Over the weekend, Louis C.K. announced the surprise release of his new stand-up special, Sincerely Louis C.K. on his website.
*****TRIGGER WARNING: Depiction of sexual assault*****
He said it was for people "who need to laugh" amid the on-going coronavirus pandemic—though he's still charging money for it. Once upon a time, that news would have genuinely excited me. It would have been exactly what I needed to help me through a stressful, lonely stretch of time like this. Now, I doubt I'll ever see this new special—I'll just let my morbid curiosity drive me to keep reading about it.
He was my favorite comedian for years. Maybe my favorite artist, period. His comedy wasn't just hilarious—it was insightful and smart and managed to be somehow cheerful in a way that included all the sadness in the world. Most of all, it seemed to be informed by a strong capacity for self-criticism. He wasn't one of those toxic, egocentric comedians who targets other groups to mock. There were always some cringey exceptions when he showed his blind spots, but more often than not his jokes were at his own expense, or aimed at institutions of power that benefit straight white men. He seemed like someone who was operating from a strong moral foundation...
While a lot of other comics emulated his style, I didn't think any of them could match his skill. And there definitely wasn't another show like Louie at the time. It blended the surreal and the mundane in such a satisfying balance. It felt more like experimental cinema than just another sitcom. I thought that Louis C.K. was a genius. To be honest, I still do. But genius is not a free pass from accountability.
It was on a podcast with LA comedians that I first heard rumors about C.K. exposing himself to young female comics. I don't recall exactly what they said about it, just that they made it sound like common knowledge within the stand-up community that C.K. was kind of a creep. Still, it was all vague enough that I was able to watch Horace and Pete—his bizarre and compelling anti-Cheers play about the world's most depressing neighborhood bar—without getting too hung up on the thought that he might be a sexual predator. A few months later, in late 2017, the full story came out.
Here's what I learned: For years, Louis C.K. was seemingly in the habit of taking any occasion when he was alone with a young female admirer as an opportunity to masturbate.
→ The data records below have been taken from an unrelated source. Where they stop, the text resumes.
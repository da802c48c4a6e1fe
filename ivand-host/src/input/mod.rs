//! Input aggregation for ivand-host.
//!
//! Responsibilities:
//! - Merge three independently-clocked input sources into one canonical
//!   6-bit mask (see `crate::abi::buttons`):
//!   keyboard events (held until release), polled gamepad state (held until
//!   the sampled value changes or the device disconnects), and touch
//!   gestures (recomputed fully every poll).
//! - Own all input-source state. Device bindings live in an
//!   aggregator-owned table keyed by a stable device id, never stashed on
//!   platform objects.
//!
//! Keyboard and gamepad bits accumulate into one shared mask; touch bits
//! are OR'd in at read time. That shared mask is why a gamepad disconnect
//! resets *everything*: the reset is a whole-mask policy, not a per-source
//! clear.

pub mod touch;

use tracing::debug;

use crate::abi::{ButtonMask, buttons};

pub use touch::{DRAG_THRESHOLD, Rect, TouchId, TouchLayout, TouchState};

/// Stable platform-assigned gamepad identifier.
pub type PadId = u32;

/// Sampling seam for live gamepad state.
///
/// Gamepad state is not event-driven and must be polled; the orchestrator
/// passes the platform's current view into [`InputAggregator::update`].
/// Out-of-range or disconnected queries should return `0.0`.
pub trait GamepadSource {
    /// Current position of one axis, nominally in `[-1.0, 1.0]`.
    fn axis(&self, pad: PadId, axis: usize) -> f32;
    /// Current value of one digital button, `0.0` or `1.0`.
    fn button(&self, pad: PadId, button: usize) -> f32;
}

/// Physical keys the host listens for. The key->bit table is fixed; this is
/// not a remapping system.
#[derive(Copy, Clone, Debug, Eq, PartialEq)]
pub enum Key {
    ArrowLeft,
    ArrowRight,
    ArrowUp,
    ArrowDown,
    A,
    B,
    X,
    Z,
    // Present so the platform layer can forward keys it doesn't classify;
    // unmapped keys produce no effect.
    Enter,
    Space,
    Escape,
}

fn key_bit(key: Key) -> Option<ButtonMask> {
    match key {
        Key::ArrowLeft => Some(buttons::LEFT),
        Key::ArrowRight => Some(buttons::RIGHT),
        Key::ArrowUp => Some(buttons::UP),
        Key::ArrowDown => Some(buttons::DOWN),
        Key::Z | Key::A => Some(buttons::ACTION_A),
        Key::X | Key::B => Some(buttons::ACTION_B),
        Key::Enter | Key::Space | Key::Escape => None,
    }
}

/// One bound axis: symmetric +/-0.5 thresholds with a tri-state last-sign,
/// so bits only change on sign transitions (no mask churn while the stick
/// rests near an extreme or near zero).
#[derive(Debug)]
struct AxisBinding {
    axis: usize,
    negative: ButtonMask,
    positive: ButtonMask,
    last_sign: i8,
}

/// One bound digital button, edge-detected against the last sampled value.
#[derive(Debug)]
struct ButtonBinding {
    button: usize,
    bit: ButtonMask,
    last: f32,
}

/// Fixed per-device mapping, created on connect and discarded on disconnect.
#[derive(Debug)]
struct PadBinding {
    id: PadId,
    axes: [AxisBinding; 2],
    buttons: [ButtonBinding; 2],
}

impl PadBinding {
    /// The one mapping this host ships: d-pad on axes 6/7, actions on
    /// buttons 0/2 (a common Xbox-style layout).
    fn standard(id: PadId) -> Self {
        Self {
            id,
            axes: [
                AxisBinding {
                    axis: 6,
                    negative: buttons::LEFT,
                    positive: buttons::RIGHT,
                    last_sign: 0,
                },
                AxisBinding {
                    axis: 7,
                    negative: buttons::UP,
                    positive: buttons::DOWN,
                    last_sign: 0,
                },
            ],
            buttons: [
                ButtonBinding {
                    button: 0,
                    bit: buttons::ACTION_A,
                    last: 0.0,
                },
                ButtonBinding {
                    button: 2,
                    bit: buttons::ACTION_B,
                    last: 0.0,
                },
            ],
        }
    }
}

/// Stateful merger of keyboard, gamepad and touch input.
pub struct InputAggregator {
    /// Accumulated keyboard + gamepad bits.
    held: ButtonMask,
    pads: Vec<PadBinding>,
    touch: TouchState,
}

impl InputAggregator {
    pub fn new(layout: TouchLayout) -> Self {
        Self {
            held: 0,
            pads: Vec::new(),
            touch: TouchState::new(layout),
        }
    }

    /// Poll all sources and produce the canonical mask.
    ///
    /// Called once per fixed tick by the orchestrator; the result feeds
    /// `ModuleBridge::update`.
    pub fn update(&mut self, pads: &dyn GamepadSource) -> ButtonMask {
        self.poll_pads(pads);
        self.held | self.touch.mask()
    }

    // --- Keyboard ---

    /// Key-down/key-up. Auto-repeated downs re-set an already-set bit, which
    /// is a no-op; unmapped keys are ignored.
    pub fn key_event(&mut self, key: Key, pressed: bool) {
        let Some(bit) = key_bit(key) else {
            return;
        };
        if pressed {
            self.held |= bit;
        } else {
            self.held &= !bit;
        }
    }

    // --- Gamepad ---

    /// Attach the fixed binding table for a newly connected device.
    pub fn pad_connected(&mut self, id: PadId) {
        if self.pads.iter().any(|p| p.id == id) {
            return;
        }
        debug!(id, "gamepad connected");
        self.pads.push(PadBinding::standard(id));
    }

    /// Drop the device's binding and reset the whole accumulated mask.
    ///
    /// The full reset is deliberate: it also releases keyboard-held bits, so
    /// nothing stays stuck if sources disagree mid-session.
    pub fn pad_disconnected(&mut self, id: PadId) {
        let before = self.pads.len();
        self.pads.retain(|p| p.id != id);
        if self.pads.len() != before {
            debug!(id, "gamepad disconnected, resetting mask");
            self.held = 0;
        }
    }

    fn poll_pads(&mut self, pads: &dyn GamepadSource) {
        for pad in &mut self.pads {
            for axis in &mut pad.axes {
                let value = pads.axis(pad.id, axis.axis);
                if value <= -0.5 {
                    if axis.last_sign >= 0 {
                        axis.last_sign = -1;
                        self.held &= !axis.positive;
                        self.held |= axis.negative;
                    }
                } else if value >= 0.5 {
                    if axis.last_sign <= 0 {
                        axis.last_sign = 1;
                        self.held &= !axis.negative;
                        self.held |= axis.positive;
                    }
                } else if axis.last_sign != 0 {
                    axis.last_sign = 0;
                    self.held &= !(axis.negative | axis.positive);
                }
            }
            for button in &mut pad.buttons {
                let value = pads.button(pad.id, button.button);
                if value != button.last {
                    button.last = value;
                    if value != 0.0 {
                        self.held |= button.bit;
                    } else {
                        self.held &= !button.bit;
                    }
                }
            }
        }
    }

    // --- Touch ---

    pub fn touch_start(&mut self, id: TouchId, x: i32, y: i32) {
        self.touch.start(id, x, y);
    }

    pub fn touch_move(&mut self, id: TouchId, x: i32, y: i32) {
        self.touch.moved(id, x, y);
    }

    pub fn touch_end(&mut self, id: TouchId) {
        self.touch.end(id);
    }

    pub fn touch_cancel(&mut self, id: TouchId) {
        self.touch.cancel(id);
    }
}
//! Integration tests: drive a real guest module through the bridge.
//!
//! The guest below is a small WAT program that decodes the input mask as a
//! command selector, which lets each test script a guest behavior (submit a
//! frame, submit out of bounds, hit the storage imports, abort) through the
//! public `update` contract alone.

use ivand_host::abi::FB_LEN;
use ivand_host::{LoadError, ModuleBridge, Phase, SaveSlot};

const GUEST: &str = r#"
(module
  (import "env" "millis" (func $millis (result i32)))
  (import "env" "micros" (func $micros (result i32)))
  (import "env" "srand" (func $srand (param i32)))
  (import "env" "rand" (func $rand (result i32)))
  (import "env" "platform_init" (func $platform_init (result i32)))
  (import "env" "platform_update" (func $platform_update (result i32)))
  (import "env" "platform_send_framebuffer" (func $send_fb (param i32)))
  (import "env" "abort" (func $abort))
  (import "env" "usb_send" (func $usb_send (param i32 i32)))
  (import "env" "tinysd_read" (func $sd_read (param i32 i32 i32) (result i32)))
  (import "env" "tinysd_write" (func $sd_write (param i32 i32 i32) (result i32)))
  (memory (export "memory") 1)
  (data (i32.const 4096) "score:99:123:0")
  (func (export "setup")
    (drop (call $platform_init))
    (call $srand (call $millis))
    (drop (call $micros))
    (drop (call $rand))
    (call $usb_send (i32.const 4096) (i32.const 14)))
  (func (export "loop") (local $in i32)
    (local.set $in (call $platform_update))
    ;; 1: stamp a marker and submit the frame at offset 0
    (if (i32.eq (local.get $in) (i32.const 1))
      (then
        (i32.store8 (i32.const 0) (i32.const 0xAA))
        (call $send_fb (i32.const 0))))
    ;; 2: submit a frame that runs past the end of memory
    (if (i32.eq (local.get $in) (i32.const 2))
      (then (call $send_fb (i32.const 65000))))
    ;; 3: stamp a different marker and submit at offset 16
    (if (i32.eq (local.get $in) (i32.const 3))
      (then
        (i32.store8 (i32.const 16) (i32.const 0xBB))
        (call $send_fb (i32.const 16))))
    ;; 4: persist 0x12345678; surface the byte count in the frame
    (if (i32.eq (local.get $in) (i32.const 4))
      (then
        (i32.store (i32.const 1024) (i32.const 0x12345678))
        (i32.store8 (i32.const 0)
          (call $sd_write (i32.const 2048) (i32.const 1024) (i32.const 4)))
        (call $send_fb (i32.const 0))))
    ;; 5: read the persisted value into untouched memory and submit it
    (if (i32.eq (local.get $in) (i32.const 5))
      (then
        (drop (call $sd_read (i32.const 1040) (i32.const 4) (i32.const 2048)))
        (call $send_fb (i32.const 1040))))
    ;; 6: 8-byte storage write must be refused (0 transferred); surface 7+ret
    (if (i32.eq (local.get $in) (i32.const 6))
      (then
        (i32.store8 (i32.const 0)
          (i32.add (i32.const 7)
            (call $sd_write (i32.const 2048) (i32.const 1024) (i32.const 8))))
        (call $send_fb (i32.const 0))))
    ;; 7: abort
    (if (i32.eq (local.get $in) (i32.const 7))
      (then (call $abort)))
    ;; 8: usb_send with a huge length, then prove the tick still finishes
    (if (i32.eq (local.get $in) (i32.const 8))
      (then
        (call $usb_send (i32.const 0) (i32.const 0xFFFFFFFF))
        (i32.store8 (i32.const 0) (i32.const 0xCC))
        (call $send_fb (i32.const 0))))))
"#;

fn running_bridge() -> ModuleBridge {
    let mut bridge = ModuleBridge::new(SaveSlot::in_memory()).unwrap();
    bridge.load_bytes(GUEST.as_bytes()).unwrap();
    bridge.init().unwrap();
    bridge
}

#[test]
fn lifecycle_is_load_then_init_then_update() {
    let mut bridge = ModuleBridge::new(SaveSlot::in_memory()).unwrap();
    assert_eq!(bridge.phase(), Phase::Unloaded);
    assert!(bridge.init().is_err());
    assert!(bridge.update(0).is_err());

    bridge.load_bytes(GUEST.as_bytes()).unwrap();
    assert_eq!(bridge.phase(), Phase::Ready);
    assert!(bridge.update(0).is_err(), "update before init must fail");

    bridge.init().unwrap();
    assert_eq!(bridge.phase(), Phase::Initialized);
    assert!(bridge.init().is_err(), "setup runs exactly once");

    bridge.update(0).unwrap();
    assert_eq!(bridge.phase(), Phase::Running);
}

#[test]
fn second_load_fails_loudly() {
    let mut bridge = running_bridge();
    assert!(matches!(
        bridge.load_bytes(GUEST.as_bytes()),
        Err(LoadError::AlreadyLoaded)
    ));
}

#[test]
fn wasm_binary_input_loads_too() {
    let wasm = wat::parse_str(GUEST).unwrap();
    let mut bridge = ModuleBridge::new(SaveSlot::in_memory()).unwrap();
    bridge.load_bytes(&wasm).unwrap();
    bridge.init().unwrap();
}

#[test]
fn unknown_import_fails_at_link_time() {
    let mut bridge = ModuleBridge::new(SaveSlot::in_memory()).unwrap();
    let module = r#"(module (import "env" "warp_drive" (func)))"#;
    assert!(matches!(
        bridge.load_bytes(module.as_bytes()),
        Err(LoadError::Link(_))
    ));
}

#[test]
fn missing_exports_are_named() {
    let mut bridge = ModuleBridge::new(SaveSlot::in_memory()).unwrap();
    let no_memory = r#"(module (func (export "setup")) (func (export "loop")))"#;
    assert!(matches!(
        bridge.load_bytes(no_memory.as_bytes()),
        Err(LoadError::MissingExport("memory"))
    ));

    let mut bridge = ModuleBridge::new(SaveSlot::in_memory()).unwrap();
    let no_setup = r#"(module (memory (export "memory") 1))"#;
    assert!(matches!(
        bridge.load_bytes(no_setup.as_bytes()),
        Err(LoadError::MissingExport("setup"))
    ));
}

#[test]
fn frame_submission_sets_dirty_once() {
    let mut bridge = running_bridge();
    assert!(bridge.framebuffer_if_dirty().is_none());

    bridge.update(1).unwrap();
    {
        let frame = bridge.framebuffer_if_dirty().expect("frame was submitted");
        assert_eq!(frame.len(), FB_LEN);
        assert_eq!(frame[0], 0xAA);
    }
    assert!(
        bridge.framebuffer_if_dirty().is_none(),
        "drain clears the dirty flag"
    );
}

#[test]
fn out_of_bounds_submission_is_ignored() {
    let mut bridge = running_bridge();
    bridge.update(2).unwrap();
    assert!(bridge.framebuffer_if_dirty().is_none());
}

#[test]
fn out_of_bounds_submission_preserves_previous_frame() {
    let mut bridge = running_bridge();
    bridge.update(1).unwrap();
    bridge.update(2).unwrap();

    let frame = bridge.framebuffer_if_dirty().expect("prior frame survives");
    assert_eq!(frame[0], 0xAA);
}

#[test]
fn newer_frame_overwrites_unread_one() {
    let mut bridge = running_bridge();
    bridge.update(1).unwrap();
    bridge.update(3).unwrap();

    let first = bridge.framebuffer_if_dirty().expect("one frame pending")[0];
    assert_eq!(first, 0xBB, "mailbox keeps only the newest frame");
    assert!(bridge.framebuffer_if_dirty().is_none());
}

#[test]
fn storage_round_trip_preserves_byte_order() {
    let mut bridge = running_bridge();

    bridge.update(4).unwrap();
    let transferred = bridge.framebuffer_if_dirty().unwrap()[0];
    assert_eq!(transferred, 4);
    assert_eq!(bridge.persisted_value(), 0x1234_5678);

    bridge.update(5).unwrap();
    let head = bridge.framebuffer_if_dirty().unwrap()[..4].to_vec();
    assert_eq!(head, [0x78, 0x56, 0x34, 0x12]);
}

#[test]
fn wrong_size_storage_write_transfers_nothing() {
    let mut bridge = running_bridge();
    bridge.update(6).unwrap();
    let marker = bridge.framebuffer_if_dirty().unwrap()[0];
    assert_eq!(marker, 7, "sd_write must have returned 0");
    assert_eq!(bridge.persisted_value(), 0);
}

#[test]
fn oversized_usb_payload_is_dropped_without_harm() {
    let mut bridge = running_bridge();
    bridge.update(8).unwrap();
    let marker = bridge.framebuffer_if_dirty().unwrap()[0];
    assert_eq!(marker, 0xCC, "tick must run to completion after the drop");
}

#[test]
fn abort_unwinds_the_update_call() {
    let mut bridge = running_bridge();
    bridge.update(1).unwrap();
    let err = bridge.update(7).expect_err("abort must trap");
    assert!(format!("{err:#}").contains("abort"));
}
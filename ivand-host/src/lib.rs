//! ivand-host: the host runtime for the ivand WASM game.
//!
//! The guest is a sandboxed compute module with no access to devices, clock,
//! storage or display. This crate bridges it to the environment:
//!
//! - [`ModuleBridge`] owns the module's lifecycle, validates every guest
//!   memory access against the module's own growable memory bounds, and
//!   holds the single-slot framebuffer mailbox plus the one persisted value.
//! - [`InputAggregator`] merges keyboard events, polled gamepad state and
//!   touch gestures into the canonical 6-bit mask the guest polls.
//! - [`VideoOut`] converts the packed 2-byte/pixel guest framebuffer into a
//!   reusable RGBA buffer and blits it to a [`DisplaySurface`].
//!
//! The orchestrator (platform layer) ties these together: on a fixed tick it
//! calls `aggregator.update()` and feeds the mask to `bridge.update()`; on
//! every display refresh it drains `bridge.framebuffer_if_dirty()` into
//! `video.render()`. All three values are constructed explicitly by the
//! orchestrator and passed where needed; the crate keeps no global state.
//!
//! Execution is single-threaded and cooperative: each `update` runs the
//! guest's `loop` to completion, host-import calls inline. An embedding with
//! preemptive event callbacks must serialize access to the aggregator
//! itself.

pub mod abi;
pub mod input;
pub mod loader;
pub mod runtime;
pub mod save;
pub mod video;

pub use abi::{ButtonMask, buttons};
pub use input::{GamepadSource, InputAggregator, Key, PadId, TouchLayout};
pub use loader::LoadError;
pub use runtime::{ModuleBridge, Phase};
pub use save::SaveSlot;
pub use video::{DisplaySurface, VideoOut};
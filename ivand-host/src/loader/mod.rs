//! Loader utilities for ivand-host.
//!
//! Responsibilities:
//! - Detect whether the provided bytes are a `.wasm` binary or `.wat` text.
//! - If it looks like WAT, convert it to WASM bytes (via the `wat` crate).
//! - Compile a wasmtime `Module` from the resulting WASM bytes.
//!
//! Notes:
//! - Extension sniffing is unreliable in some setups, so we sniff the bytes
//!   themselves.
//! - We accept leading whitespace/BOM for WAT as best-effort.

use wasmtime::{Engine, Module};

/// Error returned by [`crate::ModuleBridge::load`] and the loader helpers.
#[derive(Debug, thiserror::Error)]
pub enum LoadError {
    /// Could not read the module file.
    #[error("failed to read module: {0}")]
    Io(#[from] std::io::Error),
    /// The input was empty or otherwise not recognized as WASM/WAT.
    #[error("unrecognized module format (expected wasm or wat)")]
    UnrecognizedFormat,
    /// WAT parsing failed.
    #[error("failed to parse WAT: {0}")]
    Wat(#[from] wat::Error),
    /// Module compilation failed.
    #[error("failed to compile module: {0}")]
    Compile(anyhow::Error),
    /// Instantiation failed: a host import is missing or mismatched in arity,
    /// or the module's start logic trapped.
    #[error("failed to link module: {0}")]
    Link(anyhow::Error),
    /// The module does not export a required symbol.
    #[error("guest missing required export `{0}`")]
    MissingExport(&'static str),
    /// The bridge already holds an instance; the module handle is
    /// single-assignment.
    #[error("a module is already loaded")]
    AlreadyLoaded,
}

/// What kind of module the loader inferred from the bytes.
#[derive(Copy, Clone, Debug, Eq, PartialEq)]
pub enum DetectedFormat {
    Wasm,
    Wat,
}

/// Load: detect -> (optional) wat->wasm -> compile.
pub fn compile_module(engine: &Engine, bytes: &[u8]) -> Result<Module, LoadError> {
    let Detected { format, wasm_bytes } = normalize_to_wasm(bytes)?;
    let _ = format; // reserved for future logging/telemetry
    Module::new(engine, wasm_bytes.as_slice()).map_err(LoadError::Compile)
}

/// Detect format and normalize to valid WASM bytes.
pub fn normalize_to_wasm(bytes: &[u8]) -> Result<Detected, LoadError> {
    let format = detect_format(bytes).ok_or(LoadError::UnrecognizedFormat)?;

    match format {
        DetectedFormat::Wasm => Ok(Detected {
            format,
            wasm_bytes: bytes.to_vec(),
        }),
        DetectedFormat::Wat => {
            let wasm = wat::parse_bytes(bytes)?;
            Ok(Detected {
                format,
                wasm_bytes: wasm.into(),
            })
        }
    }
}

/// Result of normalizing (detecting + possibly converting) the input.
#[derive(Clone, Debug)]
pub struct Detected {
    pub format: DetectedFormat,
    /// Always valid WASM bytes (for WASM/WAT inputs).
    pub wasm_bytes: Vec<u8>,
}

/// Best-effort detection.
///
/// Rules:
/// - If the first 4 bytes are `\0asm`, treat as WASM.
/// - Else, after stripping UTF-8 BOM / leading whitespace, if the first
///   non-ws byte is `(`, treat as WAT (common WAT starts with `(module ...)`).
///
/// This intentionally avoids requiring valid UTF-8 for WAT; `wat::parse_bytes`
/// accepts bytes.
pub fn detect_format(bytes: &[u8]) -> Option<DetectedFormat> {
    if is_wasm_magic(bytes) {
        return Some(DetectedFormat::Wasm);
    }

    let i = skip_bom_and_leading_ws(bytes);
    if i < bytes.len() && bytes[i] == b'(' {
        return Some(DetectedFormat::Wat);
    }

    None
}

fn is_wasm_magic(bytes: &[u8]) -> bool {
    bytes.len() >= 4 && bytes[0..4] == *b"\0asm"
}

fn skip_bom_and_leading_ws(bytes: &[u8]) -> usize {
    let mut i = 0;

    // UTF-8 BOM: EF BB BF
    if bytes.len() >= 3 && bytes[0] == 0xEF && bytes[1] == 0xBB && bytes[2] == 0xBF {
        i = 3;
    }

    while i < bytes.len() {
        match bytes[i] {
            b' ' | b'\t' | b'\r' | b'\n' => i += 1,
            _ => break,
        }
    }

    i
}

#[cfg(test)]
mod tests {
    use super::*;

    #[test]
    fn detects_wasm_magic() {
        assert_eq!(
            detect_format(b"\0asm\x01\x00\x00\x00"),
            Some(DetectedFormat::Wasm)
        );
    }

    #[test]
    fn detects_wat_with_whitespace() {
        assert_eq!(detect_format(b"   \n\t(module)"), Some(DetectedFormat::Wat));
    }

    #[test]
    fn detects_wat_with_bom() {
        assert_eq!(
            detect_format(b"\xEF\xBB\xBF(module)"),
            Some(DetectedFormat::Wat)
        );
    }

    #[test]
    fn unrecognized_returns_none() {
        assert_eq!(detect_format(b"not wasm"), None);
        assert_eq!(detect_format(b""), None);
    }

    #[test]
    fn normalizes_wat_to_wasm_bytes() {
        let out = normalize_to_wasm(b"(module)").unwrap();
        assert_eq!(out.format, DetectedFormat::Wat);
        assert!(is_wasm_magic(&out.wasm_bytes));
    }
}
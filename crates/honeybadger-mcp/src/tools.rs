//! MCP tool implementations.
//!
//! Each tool resolves the project, calls the API and renders a text report.
//! Argument validation happens before any request is sent.

use crate::context::Context;
use crate::error::{Error, Result};
use crate::format;
use crate::models::{DEFAULT_NOTICE_LIMIT, MAX_NOTICE_LIMIT, MAX_SEARCH_LIMIT};
use honeybadger::transport::QueryParams;
use rmcp::model::{CallToolResult, Content};
use std::sync::Arc;
use tracing::{debug, error};

/// Tool implementations for the Honeybadger MCP server.
pub struct Tools {
    context: Arc<Context>,
}

impl Tools {
    /// Create a new Tools instance with the given context.
    pub fn new(context: Arc<Context>) -> Self {
        Self { context }
    }

    /// Look up a project by name or ID.
    ///
    /// # Errors
    ///
    /// Returns `Error::ProjectNotFound` if nothing matches, or the API error
    /// if the project list cannot be fetched.
    pub async fn find_project(&self, name_or_id: &str) -> Result<String> {
        let project = self.context.require_project(name_or_id).await?;
        Ok(format::found_project(&project))
    }

    /// Search the faults of a project.
    ///
    /// # Errors
    ///
    /// Returns an error if `limit` is outside 1-100, the project is unknown,
    /// or the request fails.
    pub async fn search_faults(
        &self,
        project_name_or_id: &str,
        query: Option<&str>,
        environment: Option<&str>,
        limit: Option<i64>,
    ) -> Result<String> {
        let limit = check_limit(limit, MAX_SEARCH_LIMIT, "1-100")?;
        let project = self.context.require_project(project_name_or_id).await?;

        let params = build_fault_query(query, environment, limit);
        debug!(project_id = project.id, ?params, "Searching faults");

        let faults = self.context.api().get_faults(project.id, &params).await?;
        Ok(format::search_results(&faults, &project))
    }

    /// Backtraces of the most recent notices of a fault.
    ///
    /// # Errors
    ///
    /// Returns an error if `fault_id` is not positive, `limit` is outside
    /// 1-10, the project is unknown, or a request fails.
    pub async fn get_backtrace(
        &self,
        project_name_or_id: &str,
        fault_id: i64,
        limit: Option<i64>,
    ) -> Result<String> {
        let fault_id = u64::try_from(fault_id)
            .ok()
            .filter(|id| *id > 0)
            .ok_or_else(|| Error::InvalidArgument {
                field: "faultId",
                value: fault_id.to_string(),
                valid_values: "a positive integer",
            })?;
        let limit =
            check_limit(limit, MAX_NOTICE_LIMIT, "1-10")?.unwrap_or(DEFAULT_NOTICE_LIMIT);
        let project = self.context.require_project(project_name_or_id).await?;

        let api = self.context.api();
        let fault = api.get_fault(project.id, fault_id).await?;

        let mut params = QueryParams::new();
        params.insert("limit".to_string(), limit.to_string());
        let notices = api.get_notices(project.id, fault_id, &params).await?;

        if notices.is_empty() {
            return Ok(format!(
                "No notices found for fault ID {fault_id} in project \"{}\" (ID: {}).",
                project.name, project.id
            ));
        }

        Ok(format::backtraces(&fault, &notices, &project))
    }
}

/// Build the `q`/`limit` parameters for a fault search.
///
/// An `environment` is appended to the query as an `environment:<value>`
/// term unless the query already has one. Empty strings count as absent.
#[must_use]
pub fn build_fault_query(
    query: Option<&str>,
    environment: Option<&str>,
    limit: Option<u32>,
) -> QueryParams {
    let query = query.filter(|q| !q.is_empty());
    let environment = environment.filter(|e| !e.is_empty());

    let q = match (query, environment) {
        (Some(q), Some(env)) if !q.contains("environment:") => {
            Some(format!("{q} environment:{env}"))
        }
        (Some(q), _) => Some(q.to_string()),
        (None, Some(env)) => Some(format!("environment:{env}")),
        (None, None) => None,
    };

    let mut params = QueryParams::new();
    if let Some(q) = q {
        params.insert("q".to_string(), q);
    }
    if let Some(limit) = limit {
        params.insert("limit".to_string(), limit.to_string());
    }
    params
}

/// Convert a tool outcome into an MCP result.
///
/// Failures become tool errors (`is_error`) rather than protocol errors. A
/// missing project is reported as-is, anything else is prefixed with the
/// failed action, e.g. `Error searching faults: ...`.
pub fn into_call_tool_result(result: Result<String>, action: &str) -> CallToolResult {
    match result {
        Ok(text) => CallToolResult::success(vec![Content::text(text)]),
        Err(e @ Error::ProjectNotFound(_)) => {
            debug!(error = %e, "Project lookup found nothing");
            CallToolResult::error(vec![Content::text(e.to_string())])
        }
        Err(e) => {
            error!(error = %e, "Error {action}");
            CallToolResult::error(vec![Content::text(format!("Error {action}: {e}"))])
        }
    }
}

fn check_limit(limit: Option<i64>, max: i64, valid_values: &'static str) -> Result<Option<u32>> {
    let Some(value) = limit else {
        return Ok(None);
    };
    if !(1..=max).contains(&value) {
        return Err(Error::InvalidArgument {
            field: "limit",
            value: value.to_string(),
            valid_values,
        });
    }
    u32::try_from(value).map(Some).map_err(|_| Error::InvalidArgument {
        field: "limit",
        value: value.to_string(),
        valid_values,
    })
}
In the cases we know about, the women he targeted were comedians who wanted the chance to tell him how much they liked his work and to ask him for industry advice. Before they had a chance to do much of that, he would take advantage of the power dynamic between them to ask if he could masturbate in front of them.
Some of the women took that question—coming so out of the blue—as a joke, and laughingly agreed. C.K. was not joking. Once they consented (to the extent that term applies in this scenario), he would immediately get started. He would position himself between them and the door and stand there until he was finished. For years after these events took place—while they existed as rumors and unsubstantiated accusations—C.K. denied what he had done and discredited the women involved. That continued until a 2017 New York Times report compiled the stories of five women whose stories corroborated one another.
At that point, C.K. issued a public apology that acknowledged some of the hurt he had caused, but many people criticized it as downplaying the abusive nature of what he had done—"asking [women] to look at [his] dick"—and making the issue about himself and his regret rather than the women he had traumatized. In his new special, C.K. once again addresses the scandal while shirking much of the responsibility for his actions, saying, "Men are taught to make sure the woman is okay. The thing is, women know how to seem okay when they're not okay."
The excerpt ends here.